HOW TO COMPLETE THIS TASK → Every line in the records below between the one holding "Database error type." and the one holding "HTTP transport error", inclusive, is to be set down exactly; all other lines are to be left out.

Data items
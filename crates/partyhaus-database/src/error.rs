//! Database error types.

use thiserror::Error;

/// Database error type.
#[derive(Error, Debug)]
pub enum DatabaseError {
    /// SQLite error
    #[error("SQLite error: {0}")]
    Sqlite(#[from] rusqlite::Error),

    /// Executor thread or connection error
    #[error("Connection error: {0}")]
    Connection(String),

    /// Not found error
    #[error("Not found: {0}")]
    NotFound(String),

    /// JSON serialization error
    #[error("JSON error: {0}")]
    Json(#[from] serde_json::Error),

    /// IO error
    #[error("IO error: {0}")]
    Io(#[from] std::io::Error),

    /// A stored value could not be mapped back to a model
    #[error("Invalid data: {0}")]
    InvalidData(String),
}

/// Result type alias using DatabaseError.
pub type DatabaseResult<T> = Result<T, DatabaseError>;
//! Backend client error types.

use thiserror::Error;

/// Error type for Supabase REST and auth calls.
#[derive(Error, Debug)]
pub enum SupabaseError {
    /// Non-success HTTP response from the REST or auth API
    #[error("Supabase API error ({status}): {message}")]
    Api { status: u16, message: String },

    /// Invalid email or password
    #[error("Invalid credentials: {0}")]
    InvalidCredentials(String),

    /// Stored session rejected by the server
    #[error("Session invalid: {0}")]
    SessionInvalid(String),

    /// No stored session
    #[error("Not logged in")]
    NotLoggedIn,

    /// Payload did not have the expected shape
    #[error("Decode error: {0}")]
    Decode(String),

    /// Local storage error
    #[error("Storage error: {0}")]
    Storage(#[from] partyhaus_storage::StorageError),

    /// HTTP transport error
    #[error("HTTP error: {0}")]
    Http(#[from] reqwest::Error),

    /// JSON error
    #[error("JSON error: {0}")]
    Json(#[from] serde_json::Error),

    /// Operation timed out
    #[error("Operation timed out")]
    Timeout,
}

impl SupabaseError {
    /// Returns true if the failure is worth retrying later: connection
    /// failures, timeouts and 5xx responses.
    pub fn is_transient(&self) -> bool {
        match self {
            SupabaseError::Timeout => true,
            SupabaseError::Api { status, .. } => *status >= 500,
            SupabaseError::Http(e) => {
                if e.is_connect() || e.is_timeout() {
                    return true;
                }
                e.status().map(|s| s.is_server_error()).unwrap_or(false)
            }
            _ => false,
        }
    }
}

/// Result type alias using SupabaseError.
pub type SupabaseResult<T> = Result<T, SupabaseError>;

--

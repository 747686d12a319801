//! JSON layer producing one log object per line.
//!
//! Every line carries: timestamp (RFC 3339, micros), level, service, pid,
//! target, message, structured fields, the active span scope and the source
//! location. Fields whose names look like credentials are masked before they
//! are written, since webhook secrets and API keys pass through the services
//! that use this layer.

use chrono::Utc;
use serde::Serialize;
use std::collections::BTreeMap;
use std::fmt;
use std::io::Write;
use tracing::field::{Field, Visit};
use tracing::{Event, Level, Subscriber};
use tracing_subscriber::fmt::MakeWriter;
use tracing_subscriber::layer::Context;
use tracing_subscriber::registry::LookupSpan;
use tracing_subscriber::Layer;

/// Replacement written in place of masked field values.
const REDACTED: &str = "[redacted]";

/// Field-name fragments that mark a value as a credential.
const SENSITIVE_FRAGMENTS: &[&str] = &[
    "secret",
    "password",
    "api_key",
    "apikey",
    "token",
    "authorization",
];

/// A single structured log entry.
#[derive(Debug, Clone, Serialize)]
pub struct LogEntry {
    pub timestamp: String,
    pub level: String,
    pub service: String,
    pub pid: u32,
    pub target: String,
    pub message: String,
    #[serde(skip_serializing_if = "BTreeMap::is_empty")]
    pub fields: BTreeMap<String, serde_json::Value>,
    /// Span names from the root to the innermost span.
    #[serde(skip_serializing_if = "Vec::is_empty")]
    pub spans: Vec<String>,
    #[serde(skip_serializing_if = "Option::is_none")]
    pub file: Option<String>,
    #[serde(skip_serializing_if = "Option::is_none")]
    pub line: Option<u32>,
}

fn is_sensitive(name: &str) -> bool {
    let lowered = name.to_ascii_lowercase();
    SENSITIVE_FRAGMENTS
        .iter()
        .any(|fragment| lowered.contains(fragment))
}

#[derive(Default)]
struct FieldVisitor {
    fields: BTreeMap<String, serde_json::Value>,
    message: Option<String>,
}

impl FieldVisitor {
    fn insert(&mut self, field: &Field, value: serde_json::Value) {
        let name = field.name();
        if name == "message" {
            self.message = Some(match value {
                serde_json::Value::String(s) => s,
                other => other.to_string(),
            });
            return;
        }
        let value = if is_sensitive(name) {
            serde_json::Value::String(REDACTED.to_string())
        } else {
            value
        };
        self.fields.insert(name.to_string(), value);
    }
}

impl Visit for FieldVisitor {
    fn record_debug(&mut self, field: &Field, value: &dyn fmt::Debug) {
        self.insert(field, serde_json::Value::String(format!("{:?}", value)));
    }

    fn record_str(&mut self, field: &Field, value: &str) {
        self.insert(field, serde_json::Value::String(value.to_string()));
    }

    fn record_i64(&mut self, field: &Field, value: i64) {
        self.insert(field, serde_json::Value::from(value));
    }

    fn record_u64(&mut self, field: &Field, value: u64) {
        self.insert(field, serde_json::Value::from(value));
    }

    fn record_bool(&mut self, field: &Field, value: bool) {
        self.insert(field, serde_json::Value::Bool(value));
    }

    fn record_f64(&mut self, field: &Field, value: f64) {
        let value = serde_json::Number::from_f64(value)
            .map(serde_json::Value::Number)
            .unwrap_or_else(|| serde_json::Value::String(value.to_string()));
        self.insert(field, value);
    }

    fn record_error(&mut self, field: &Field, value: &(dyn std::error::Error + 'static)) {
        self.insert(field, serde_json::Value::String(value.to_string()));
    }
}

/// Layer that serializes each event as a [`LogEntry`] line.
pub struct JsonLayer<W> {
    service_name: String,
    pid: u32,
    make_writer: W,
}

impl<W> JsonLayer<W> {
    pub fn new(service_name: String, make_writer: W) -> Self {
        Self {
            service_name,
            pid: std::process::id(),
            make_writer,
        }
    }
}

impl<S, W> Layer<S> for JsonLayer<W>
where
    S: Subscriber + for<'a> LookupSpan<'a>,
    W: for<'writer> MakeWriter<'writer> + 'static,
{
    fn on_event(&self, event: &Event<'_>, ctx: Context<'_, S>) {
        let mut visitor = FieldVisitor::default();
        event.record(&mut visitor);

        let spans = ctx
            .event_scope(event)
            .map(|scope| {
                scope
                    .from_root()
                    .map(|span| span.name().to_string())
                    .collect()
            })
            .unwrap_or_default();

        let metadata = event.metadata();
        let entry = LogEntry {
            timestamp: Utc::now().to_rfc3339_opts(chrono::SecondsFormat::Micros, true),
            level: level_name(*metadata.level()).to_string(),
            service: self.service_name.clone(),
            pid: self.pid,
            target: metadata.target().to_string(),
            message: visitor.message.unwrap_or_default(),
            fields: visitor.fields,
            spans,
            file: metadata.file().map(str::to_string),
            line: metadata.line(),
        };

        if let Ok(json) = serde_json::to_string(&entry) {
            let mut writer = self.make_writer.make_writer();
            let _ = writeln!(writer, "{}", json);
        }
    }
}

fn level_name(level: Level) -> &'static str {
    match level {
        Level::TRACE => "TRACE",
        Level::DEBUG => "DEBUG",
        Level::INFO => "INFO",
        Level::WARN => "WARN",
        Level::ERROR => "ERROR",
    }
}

WRITTEN SOLUTION →
/// Database error type.
#[derive(Error, Debug)]
pub enum DatabaseError {
    /// SQLite error
    #[error("SQLite error: {0}")]
    Sqlite(#[from] rusqlite::Error),

    /// Executor thread or connection error
    #[error("Connection error: {0}")]
    Connection(String),

    /// Not found error
    #[error("Not found: {0}")]
    NotFound(String),

    /// JSON serialization error
    #[error("JSON error: {0}")]
    Json(#[from] serde_json::Error),

    /// IO error
    #[error("IO error: {0}")]
    Io(#[from] std::io::Error),

    /// A stored value could not be mapped back to a model
    #[error("Invalid data: {0}")]
    InvalidData(String),
}

/// Result type alias using DatabaseError.
pub type DatabaseResult<T> = Result<T, DatabaseError>;
//! Backend client error types.

use thiserror::Error;

/// Error type for Supabase REST and auth calls.
#[derive(Error, Debug)]
pub enum SupabaseError {
    /// Non-success HTTP response from the REST or auth API
    #[error("Supabase API error ({status}): {message}")]
    Api { status: u16, message: String },

    /// Invalid email or password
    #[error("Invalid credentials: {0}")]
    InvalidCredentials(String),

    /// Stored session rejected by the server
    #[error("Session invalid: {0}")]
    SessionInvalid(String),

    /// No stored session
    #[error("Not logged in")]
    NotLoggedIn,

    /// Payload did not have the expected shape
    #[error("Decode error: {0}")]
    Decode(String),

    /// Local storage error
    #[error("Storage error: {0}")]
    Storage(#[from] partyhaus_storage::StorageError),

    /// HTTP transport error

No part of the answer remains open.